Find every line below with the word "Lakeshore" in it, and copy each one.

▼

//! Canned pages and a counting stub [`Fetcher`] for client tests.

use std::collections::HashMap;
use std::sync::Mutex;
use std::sync::atomic::{AtomicUsize, Ordering};

use async_trait::async_trait;
use serde_json::Value;

use crate::fetch::Fetcher;
use nps_core::Error;

/// Serves fixed bodies by URL and counts every request.
#[derive(Default)]
pub(crate) struct StubFetcher {
    pages: HashMap<String, String>,
    json: HashMap<String, Value>,
    calls: AtomicUsize,
    last_query: Mutex<Option<Vec<(String, String)>>>,
}

impl StubFetcher {
    pub(crate) fn new() -> Self {
        Self::default()
    }

    pub(crate) fn with_page(mut self, url: &str, html: &str) -> Self {
        self.pages.insert(url.to_string(), html.to_string());
        self
    }

    pub(crate) fn with_json(mut self, url: &str, body: Value) -> Self {
        self.json.insert(url.to_string(), body);
        self
    }

    pub(crate) fn calls(&self) -> usize {
        self.calls.load(Ordering::SeqCst)
    }

    pub(crate) fn last_query(&self) -> Option<Vec<(String, String)>> {
        self.last_query.lock().ok().and_then(|q| q.clone())
    }
}

#[async_trait]
impl Fetcher for StubFetcher {
    async fn get_text(&self, url: &str) -> Result<String, Error> {
        self.calls.fetch_add(1, Ordering::SeqCst);
        self.pages.get(url).cloned().ok_or_else(|| Error::HttpError(format!("status 404 for {url}")))
    }

    async fn get_json(&self, url: &str, query: &[(&str, String)]) -> Result<Value, Error> {
        self.calls.fetch_add(1, Ordering::SeqCst);
        if let Ok(mut last) = self.last_query.lock() {
            *last = Some(query.iter().map(|(k, v)| (k.to_string(), v.clone())).collect());
        }
        self.json.get(url).cloned().ok_or_else(|| Error::HttpError(format!("status 404 for {url}")))
    }
}

pub(crate) const HOME_HTML: &str = r#"<!DOCTYPE html>
<html><body>
    <div class="SearchBar-keywordSearch input-group input-group-lg">
        <ul class="dropdown-menu SearchBar-keywordSearch" role="menu">
            <li><a href="/state/gu/index.htm">Guam</a></li>
            <li><a href="/state/mi/index.htm">Michigan</a></li>
        </ul>
    </div>
</body></html>"#;

pub(crate) const MICHIGAN_HTML: &str = r#"<!DOCTYPE html>
<html><body>
    <h1 class="page-title">Michigan</h1>
    <div id="parkListResultsArea">
        <ul id="list_parks">
            <li class="clearfix"><h2>National Park</h2><h3><a href="/isro/index.htm">Isle Royale</a></h3></li>
            <li class="clearfix"><h2>National Historical Park</h2><h3><a href="/kewe/index.htm">Keweenaw</a></h3></li>
            <li class="clearfix"><h2>National Lakeshore</h2><h3><a href="/piro/index.htm">Pictured Rocks</a></h3></li>
        </ul>
    </div>
</body></html>"#;

pub(crate) const ISRO_HTML: &str = r#"<!DOCTYPE html>
<html><body>
    <div class="Hero-titleContainer clearfix">
        <a href="/isro/" class="Hero-title">Isle Royale</a>
        <div class="Hero-designationContainer"><span class="Hero-designation">National Park</span></div>
    </div>
    <div itemprop="address"><p class="adr">
        <span itemprop="addressLocality">Houghton</span>, <span itemprop="addressRegion">MI</span>
        <span itemprop="postalCode">49931</span>
    </p></div>
    <div class="vcard"><span class="tel">(906) 482-0984</span></div>
</body></html>"#;

pub(crate) const KEWE_HTML: &str = r#"<!DOCTYPE html>
<html><body>
    <div class="Hero-titleContainer clearfix">
        <a href="/kewe/" class="Hero-title">Keweenaw</a>
        <div class="Hero-designationContainer"><span class="Hero-designation">National Historical Park</span></div>
    </div>
</body></html>"#;

pub(crate) const PIRO_HTML: &str = r#"<!DOCTYPE html>
<html><body>
    <div class="Hero-titleContainer clearfix">
        <a href="/piro/" class="Hero-title -long">Pictured Rocks</a>
        <div class="Hero-designationContainer"><span class="Hero-designation">National Lakeshore</span></div>
    </div>
    <div itemprop="address"><p class="adr">
        <span itemprop="addressLocality">Munising</span>, <span itemprop="addressRegion">MI</span>
        <span itemprop="postalCode">49862</span>
    </p></div>
</body></html>"#;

▲

*Solution below*
            <li class="clearfix"><h2>National Lakeshore</h2><h3><a href="/piro/index.htm">Pictured Rocks</a></h3></li>
        <div class="Hero-designationContainer"><span class="Hero-designation">National Lakeshore</span></div>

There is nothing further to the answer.